[Records from a data source]

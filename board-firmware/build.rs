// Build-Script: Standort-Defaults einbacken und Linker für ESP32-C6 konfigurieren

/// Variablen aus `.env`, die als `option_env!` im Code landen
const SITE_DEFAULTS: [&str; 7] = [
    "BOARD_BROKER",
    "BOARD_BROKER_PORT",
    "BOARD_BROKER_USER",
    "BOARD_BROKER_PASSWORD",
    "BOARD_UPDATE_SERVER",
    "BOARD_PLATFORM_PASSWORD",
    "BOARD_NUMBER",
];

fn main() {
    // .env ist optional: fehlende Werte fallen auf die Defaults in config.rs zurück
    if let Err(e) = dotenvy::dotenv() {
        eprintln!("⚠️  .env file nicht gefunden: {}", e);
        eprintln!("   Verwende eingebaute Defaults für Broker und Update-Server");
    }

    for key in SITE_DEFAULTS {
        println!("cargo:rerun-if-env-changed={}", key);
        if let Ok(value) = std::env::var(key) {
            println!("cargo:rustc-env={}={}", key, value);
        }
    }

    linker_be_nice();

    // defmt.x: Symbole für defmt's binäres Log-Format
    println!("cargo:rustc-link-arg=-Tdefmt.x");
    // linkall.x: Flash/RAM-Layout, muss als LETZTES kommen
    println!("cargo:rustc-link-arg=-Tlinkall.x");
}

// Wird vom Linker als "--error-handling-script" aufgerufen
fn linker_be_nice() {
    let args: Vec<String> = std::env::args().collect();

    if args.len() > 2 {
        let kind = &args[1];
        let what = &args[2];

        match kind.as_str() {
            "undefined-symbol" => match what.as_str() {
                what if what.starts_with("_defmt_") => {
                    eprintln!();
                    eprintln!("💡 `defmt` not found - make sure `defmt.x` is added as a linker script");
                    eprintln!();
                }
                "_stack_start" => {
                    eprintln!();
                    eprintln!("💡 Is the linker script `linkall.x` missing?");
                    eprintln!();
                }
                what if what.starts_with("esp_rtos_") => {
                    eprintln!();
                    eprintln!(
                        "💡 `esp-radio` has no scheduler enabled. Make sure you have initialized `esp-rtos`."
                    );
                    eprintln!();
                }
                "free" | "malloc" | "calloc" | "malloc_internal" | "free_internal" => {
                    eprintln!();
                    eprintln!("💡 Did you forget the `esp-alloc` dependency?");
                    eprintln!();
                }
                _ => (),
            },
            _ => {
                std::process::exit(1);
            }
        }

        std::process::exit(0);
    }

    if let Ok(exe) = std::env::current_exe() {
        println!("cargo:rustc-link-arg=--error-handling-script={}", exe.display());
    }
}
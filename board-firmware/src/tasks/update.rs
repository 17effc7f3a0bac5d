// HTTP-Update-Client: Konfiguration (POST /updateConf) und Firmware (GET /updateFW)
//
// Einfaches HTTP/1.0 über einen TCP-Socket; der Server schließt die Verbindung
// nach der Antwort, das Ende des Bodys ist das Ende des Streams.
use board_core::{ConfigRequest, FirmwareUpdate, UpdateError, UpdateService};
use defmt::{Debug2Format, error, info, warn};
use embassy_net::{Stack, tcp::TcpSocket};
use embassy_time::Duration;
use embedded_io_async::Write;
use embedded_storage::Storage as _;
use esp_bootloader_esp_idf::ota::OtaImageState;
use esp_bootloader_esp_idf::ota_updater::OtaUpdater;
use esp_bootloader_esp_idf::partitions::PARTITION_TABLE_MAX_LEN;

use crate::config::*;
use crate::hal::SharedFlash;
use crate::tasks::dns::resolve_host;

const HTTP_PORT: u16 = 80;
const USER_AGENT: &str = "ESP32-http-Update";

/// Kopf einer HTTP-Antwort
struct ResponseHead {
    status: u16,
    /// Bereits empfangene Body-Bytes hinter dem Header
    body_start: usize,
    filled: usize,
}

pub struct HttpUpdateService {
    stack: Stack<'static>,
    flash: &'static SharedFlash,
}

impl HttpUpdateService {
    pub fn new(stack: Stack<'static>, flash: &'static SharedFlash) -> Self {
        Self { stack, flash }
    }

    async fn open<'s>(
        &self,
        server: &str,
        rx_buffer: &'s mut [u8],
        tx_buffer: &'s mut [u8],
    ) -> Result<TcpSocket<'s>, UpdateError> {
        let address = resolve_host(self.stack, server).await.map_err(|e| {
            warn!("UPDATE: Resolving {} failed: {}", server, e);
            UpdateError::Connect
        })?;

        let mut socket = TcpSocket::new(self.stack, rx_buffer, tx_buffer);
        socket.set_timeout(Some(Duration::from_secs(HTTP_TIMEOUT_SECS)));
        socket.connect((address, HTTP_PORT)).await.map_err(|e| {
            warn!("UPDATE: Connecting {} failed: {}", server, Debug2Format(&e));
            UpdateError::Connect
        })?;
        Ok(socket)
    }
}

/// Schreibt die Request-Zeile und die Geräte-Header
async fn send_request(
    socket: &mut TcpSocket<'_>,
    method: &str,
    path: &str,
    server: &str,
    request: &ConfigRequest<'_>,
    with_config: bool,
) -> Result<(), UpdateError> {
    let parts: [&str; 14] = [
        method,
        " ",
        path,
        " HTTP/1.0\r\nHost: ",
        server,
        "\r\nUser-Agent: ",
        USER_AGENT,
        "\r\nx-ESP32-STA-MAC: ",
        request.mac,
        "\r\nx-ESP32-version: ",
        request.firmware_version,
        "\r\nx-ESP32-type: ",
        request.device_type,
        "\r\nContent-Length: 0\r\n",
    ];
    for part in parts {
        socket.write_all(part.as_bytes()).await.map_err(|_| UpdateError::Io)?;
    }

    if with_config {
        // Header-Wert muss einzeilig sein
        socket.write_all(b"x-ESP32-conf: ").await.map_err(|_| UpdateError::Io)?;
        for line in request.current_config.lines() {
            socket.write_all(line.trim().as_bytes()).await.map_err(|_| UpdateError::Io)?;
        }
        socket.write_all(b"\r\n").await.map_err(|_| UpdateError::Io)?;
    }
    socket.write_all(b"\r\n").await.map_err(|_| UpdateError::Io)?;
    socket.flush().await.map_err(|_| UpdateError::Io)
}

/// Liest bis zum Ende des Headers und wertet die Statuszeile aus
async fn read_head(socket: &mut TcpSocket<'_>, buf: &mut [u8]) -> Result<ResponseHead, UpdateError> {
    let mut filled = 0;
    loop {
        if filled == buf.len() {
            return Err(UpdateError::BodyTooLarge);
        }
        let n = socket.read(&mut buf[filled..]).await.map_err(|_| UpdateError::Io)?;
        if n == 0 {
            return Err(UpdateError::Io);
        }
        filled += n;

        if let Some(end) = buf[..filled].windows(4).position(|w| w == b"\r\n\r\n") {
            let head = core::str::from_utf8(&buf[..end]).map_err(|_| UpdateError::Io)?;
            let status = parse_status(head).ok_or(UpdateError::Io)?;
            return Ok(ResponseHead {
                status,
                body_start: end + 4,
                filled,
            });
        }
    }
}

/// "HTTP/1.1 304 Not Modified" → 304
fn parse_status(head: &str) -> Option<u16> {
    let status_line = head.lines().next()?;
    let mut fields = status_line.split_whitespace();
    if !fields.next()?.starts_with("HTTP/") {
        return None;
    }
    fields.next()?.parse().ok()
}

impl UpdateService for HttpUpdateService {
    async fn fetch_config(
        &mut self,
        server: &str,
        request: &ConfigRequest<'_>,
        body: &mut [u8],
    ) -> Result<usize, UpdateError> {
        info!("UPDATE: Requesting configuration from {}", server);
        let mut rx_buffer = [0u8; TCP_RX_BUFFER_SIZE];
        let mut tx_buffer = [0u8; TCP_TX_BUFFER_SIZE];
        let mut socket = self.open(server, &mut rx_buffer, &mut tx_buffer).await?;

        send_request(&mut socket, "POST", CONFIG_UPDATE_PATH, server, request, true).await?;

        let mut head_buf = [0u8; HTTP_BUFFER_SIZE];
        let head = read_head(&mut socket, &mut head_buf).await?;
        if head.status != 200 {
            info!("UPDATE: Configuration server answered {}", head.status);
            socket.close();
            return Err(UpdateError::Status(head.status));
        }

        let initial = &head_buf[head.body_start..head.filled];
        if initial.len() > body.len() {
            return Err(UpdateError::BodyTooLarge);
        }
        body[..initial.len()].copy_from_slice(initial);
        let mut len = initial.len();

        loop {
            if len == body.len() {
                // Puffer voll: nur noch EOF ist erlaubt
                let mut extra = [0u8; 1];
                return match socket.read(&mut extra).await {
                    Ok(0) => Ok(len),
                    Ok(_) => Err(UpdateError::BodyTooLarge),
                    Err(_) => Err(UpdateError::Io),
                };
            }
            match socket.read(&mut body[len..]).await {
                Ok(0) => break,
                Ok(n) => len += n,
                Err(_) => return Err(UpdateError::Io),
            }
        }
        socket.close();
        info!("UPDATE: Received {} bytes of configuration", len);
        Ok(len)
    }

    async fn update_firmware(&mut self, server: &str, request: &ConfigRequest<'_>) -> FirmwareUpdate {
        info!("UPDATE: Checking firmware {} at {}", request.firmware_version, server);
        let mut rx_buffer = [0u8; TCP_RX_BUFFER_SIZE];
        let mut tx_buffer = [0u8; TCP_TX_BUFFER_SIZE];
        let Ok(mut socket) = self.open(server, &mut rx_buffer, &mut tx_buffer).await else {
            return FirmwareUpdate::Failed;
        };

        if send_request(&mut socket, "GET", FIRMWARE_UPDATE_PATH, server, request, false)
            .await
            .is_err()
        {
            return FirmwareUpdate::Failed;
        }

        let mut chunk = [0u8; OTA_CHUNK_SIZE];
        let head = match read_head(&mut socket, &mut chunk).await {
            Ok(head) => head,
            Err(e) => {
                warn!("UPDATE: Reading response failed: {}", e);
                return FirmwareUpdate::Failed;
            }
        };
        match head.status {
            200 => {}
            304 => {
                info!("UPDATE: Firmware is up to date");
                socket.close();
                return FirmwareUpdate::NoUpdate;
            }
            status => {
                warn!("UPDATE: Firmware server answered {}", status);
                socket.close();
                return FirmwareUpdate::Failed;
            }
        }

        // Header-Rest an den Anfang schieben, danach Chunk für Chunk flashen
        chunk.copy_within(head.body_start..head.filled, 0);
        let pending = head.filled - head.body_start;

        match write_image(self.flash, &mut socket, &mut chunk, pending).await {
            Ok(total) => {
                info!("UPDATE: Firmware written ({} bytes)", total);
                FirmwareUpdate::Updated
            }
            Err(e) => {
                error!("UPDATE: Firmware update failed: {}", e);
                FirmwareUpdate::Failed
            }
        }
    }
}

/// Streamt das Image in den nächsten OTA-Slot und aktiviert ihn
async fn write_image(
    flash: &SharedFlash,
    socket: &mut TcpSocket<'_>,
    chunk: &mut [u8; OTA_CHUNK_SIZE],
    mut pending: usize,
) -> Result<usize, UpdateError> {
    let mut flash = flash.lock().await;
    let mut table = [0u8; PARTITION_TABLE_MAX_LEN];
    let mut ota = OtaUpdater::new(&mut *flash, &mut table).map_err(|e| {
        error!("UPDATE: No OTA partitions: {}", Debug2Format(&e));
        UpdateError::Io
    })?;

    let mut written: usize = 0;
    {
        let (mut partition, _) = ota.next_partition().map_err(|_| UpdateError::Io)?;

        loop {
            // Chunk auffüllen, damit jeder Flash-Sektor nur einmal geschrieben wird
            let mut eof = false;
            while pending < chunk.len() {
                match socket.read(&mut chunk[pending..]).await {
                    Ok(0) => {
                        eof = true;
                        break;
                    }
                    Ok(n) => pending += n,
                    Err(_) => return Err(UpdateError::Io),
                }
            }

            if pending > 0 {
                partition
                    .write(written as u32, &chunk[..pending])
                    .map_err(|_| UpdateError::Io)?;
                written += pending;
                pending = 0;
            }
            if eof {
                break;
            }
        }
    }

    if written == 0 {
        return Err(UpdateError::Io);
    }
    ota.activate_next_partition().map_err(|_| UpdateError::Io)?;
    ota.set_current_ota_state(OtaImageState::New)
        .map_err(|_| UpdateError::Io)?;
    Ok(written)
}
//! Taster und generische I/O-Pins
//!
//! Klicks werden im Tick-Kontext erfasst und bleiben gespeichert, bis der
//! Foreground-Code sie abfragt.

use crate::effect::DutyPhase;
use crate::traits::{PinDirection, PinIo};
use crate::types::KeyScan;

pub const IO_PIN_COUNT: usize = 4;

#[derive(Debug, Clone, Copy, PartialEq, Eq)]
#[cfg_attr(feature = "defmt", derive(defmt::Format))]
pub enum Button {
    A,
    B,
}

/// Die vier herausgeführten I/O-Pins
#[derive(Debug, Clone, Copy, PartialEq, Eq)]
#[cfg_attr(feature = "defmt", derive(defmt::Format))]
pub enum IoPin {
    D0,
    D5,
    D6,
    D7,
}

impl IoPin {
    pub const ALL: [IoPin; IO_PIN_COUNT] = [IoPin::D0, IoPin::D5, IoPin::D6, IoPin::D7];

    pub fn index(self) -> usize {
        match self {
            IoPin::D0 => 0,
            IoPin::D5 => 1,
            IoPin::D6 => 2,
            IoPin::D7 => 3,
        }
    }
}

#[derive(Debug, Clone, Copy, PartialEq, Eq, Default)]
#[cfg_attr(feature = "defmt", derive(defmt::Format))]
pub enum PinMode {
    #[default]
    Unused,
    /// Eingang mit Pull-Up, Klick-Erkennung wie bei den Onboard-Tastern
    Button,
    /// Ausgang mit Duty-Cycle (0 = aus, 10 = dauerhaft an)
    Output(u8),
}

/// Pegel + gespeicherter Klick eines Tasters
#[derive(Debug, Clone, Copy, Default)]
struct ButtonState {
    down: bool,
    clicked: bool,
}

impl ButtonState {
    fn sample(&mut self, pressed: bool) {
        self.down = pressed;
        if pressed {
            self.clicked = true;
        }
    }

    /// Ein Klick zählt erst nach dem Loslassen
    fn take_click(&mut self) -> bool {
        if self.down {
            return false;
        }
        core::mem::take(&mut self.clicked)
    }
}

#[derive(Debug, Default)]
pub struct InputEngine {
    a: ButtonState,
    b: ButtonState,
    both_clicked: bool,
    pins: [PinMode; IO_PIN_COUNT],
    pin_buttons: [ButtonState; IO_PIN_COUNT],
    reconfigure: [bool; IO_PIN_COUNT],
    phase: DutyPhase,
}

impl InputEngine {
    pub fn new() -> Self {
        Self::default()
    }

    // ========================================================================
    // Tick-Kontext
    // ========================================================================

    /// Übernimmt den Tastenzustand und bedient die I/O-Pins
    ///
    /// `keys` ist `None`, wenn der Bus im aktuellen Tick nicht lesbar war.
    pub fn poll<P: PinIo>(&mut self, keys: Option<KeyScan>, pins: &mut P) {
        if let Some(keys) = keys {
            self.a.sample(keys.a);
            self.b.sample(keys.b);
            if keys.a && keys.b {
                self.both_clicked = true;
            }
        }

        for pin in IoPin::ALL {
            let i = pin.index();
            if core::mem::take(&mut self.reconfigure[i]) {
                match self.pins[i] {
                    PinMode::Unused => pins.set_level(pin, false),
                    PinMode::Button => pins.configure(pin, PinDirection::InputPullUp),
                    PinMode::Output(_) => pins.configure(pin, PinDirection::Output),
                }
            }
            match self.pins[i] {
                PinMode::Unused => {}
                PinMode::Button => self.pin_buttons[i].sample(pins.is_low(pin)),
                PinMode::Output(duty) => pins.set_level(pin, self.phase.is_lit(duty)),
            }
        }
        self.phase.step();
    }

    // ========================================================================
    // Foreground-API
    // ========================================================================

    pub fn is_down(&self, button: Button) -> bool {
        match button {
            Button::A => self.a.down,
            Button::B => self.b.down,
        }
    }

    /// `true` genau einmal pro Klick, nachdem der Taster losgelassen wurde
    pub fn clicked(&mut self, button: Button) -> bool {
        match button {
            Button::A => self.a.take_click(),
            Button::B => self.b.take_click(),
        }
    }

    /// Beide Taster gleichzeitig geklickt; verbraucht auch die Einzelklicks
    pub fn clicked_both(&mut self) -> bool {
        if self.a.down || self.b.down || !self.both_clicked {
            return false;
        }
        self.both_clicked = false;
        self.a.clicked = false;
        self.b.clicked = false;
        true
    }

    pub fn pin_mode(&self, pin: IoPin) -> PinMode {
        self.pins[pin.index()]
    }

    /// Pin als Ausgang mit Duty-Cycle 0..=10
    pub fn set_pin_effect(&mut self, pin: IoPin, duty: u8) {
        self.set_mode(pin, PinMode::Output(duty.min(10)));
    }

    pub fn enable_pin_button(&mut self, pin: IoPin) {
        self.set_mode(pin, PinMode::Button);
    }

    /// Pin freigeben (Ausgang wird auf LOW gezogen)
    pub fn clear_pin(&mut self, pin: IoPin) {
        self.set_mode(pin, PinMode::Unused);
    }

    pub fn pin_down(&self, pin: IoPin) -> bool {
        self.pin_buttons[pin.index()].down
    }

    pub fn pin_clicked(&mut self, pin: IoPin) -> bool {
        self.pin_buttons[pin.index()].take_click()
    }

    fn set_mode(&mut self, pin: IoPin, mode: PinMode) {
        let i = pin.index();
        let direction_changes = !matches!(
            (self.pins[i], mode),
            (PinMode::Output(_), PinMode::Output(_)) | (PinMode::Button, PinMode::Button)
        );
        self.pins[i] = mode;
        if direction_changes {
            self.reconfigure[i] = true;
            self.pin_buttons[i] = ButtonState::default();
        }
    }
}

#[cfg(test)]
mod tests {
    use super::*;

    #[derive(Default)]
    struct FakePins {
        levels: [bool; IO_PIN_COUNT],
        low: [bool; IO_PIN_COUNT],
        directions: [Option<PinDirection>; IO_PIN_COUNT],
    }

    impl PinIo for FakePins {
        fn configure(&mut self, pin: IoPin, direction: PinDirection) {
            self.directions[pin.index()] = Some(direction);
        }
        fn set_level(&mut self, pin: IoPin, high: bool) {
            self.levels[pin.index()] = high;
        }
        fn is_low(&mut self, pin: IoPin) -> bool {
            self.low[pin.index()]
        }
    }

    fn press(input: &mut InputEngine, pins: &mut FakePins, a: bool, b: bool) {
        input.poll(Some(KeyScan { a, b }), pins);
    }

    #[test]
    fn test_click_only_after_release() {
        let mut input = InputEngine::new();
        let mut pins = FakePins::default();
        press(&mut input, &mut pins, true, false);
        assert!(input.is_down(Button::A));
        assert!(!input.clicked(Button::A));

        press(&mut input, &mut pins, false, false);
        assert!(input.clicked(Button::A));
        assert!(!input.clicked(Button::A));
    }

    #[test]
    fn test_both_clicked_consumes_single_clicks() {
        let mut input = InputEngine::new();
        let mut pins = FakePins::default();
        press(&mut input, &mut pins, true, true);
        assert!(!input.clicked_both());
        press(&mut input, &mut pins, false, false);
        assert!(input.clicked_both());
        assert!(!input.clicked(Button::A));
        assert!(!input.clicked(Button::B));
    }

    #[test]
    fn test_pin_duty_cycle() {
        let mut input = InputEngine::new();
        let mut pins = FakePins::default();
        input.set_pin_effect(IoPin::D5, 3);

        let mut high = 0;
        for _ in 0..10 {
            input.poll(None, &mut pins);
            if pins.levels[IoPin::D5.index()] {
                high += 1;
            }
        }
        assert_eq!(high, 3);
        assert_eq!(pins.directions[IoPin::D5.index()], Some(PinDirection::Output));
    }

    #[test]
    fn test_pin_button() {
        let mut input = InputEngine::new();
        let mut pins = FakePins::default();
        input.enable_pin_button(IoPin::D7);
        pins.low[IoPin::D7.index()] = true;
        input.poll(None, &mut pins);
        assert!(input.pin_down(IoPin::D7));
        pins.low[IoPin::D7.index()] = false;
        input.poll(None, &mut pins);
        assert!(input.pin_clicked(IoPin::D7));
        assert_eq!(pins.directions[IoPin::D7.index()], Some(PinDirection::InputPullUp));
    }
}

TASK BRIEF: Report how many lines of the data above hold the string "Result". Nothing else belongs in the answer.

REPLY TO THE EXERCISE: 5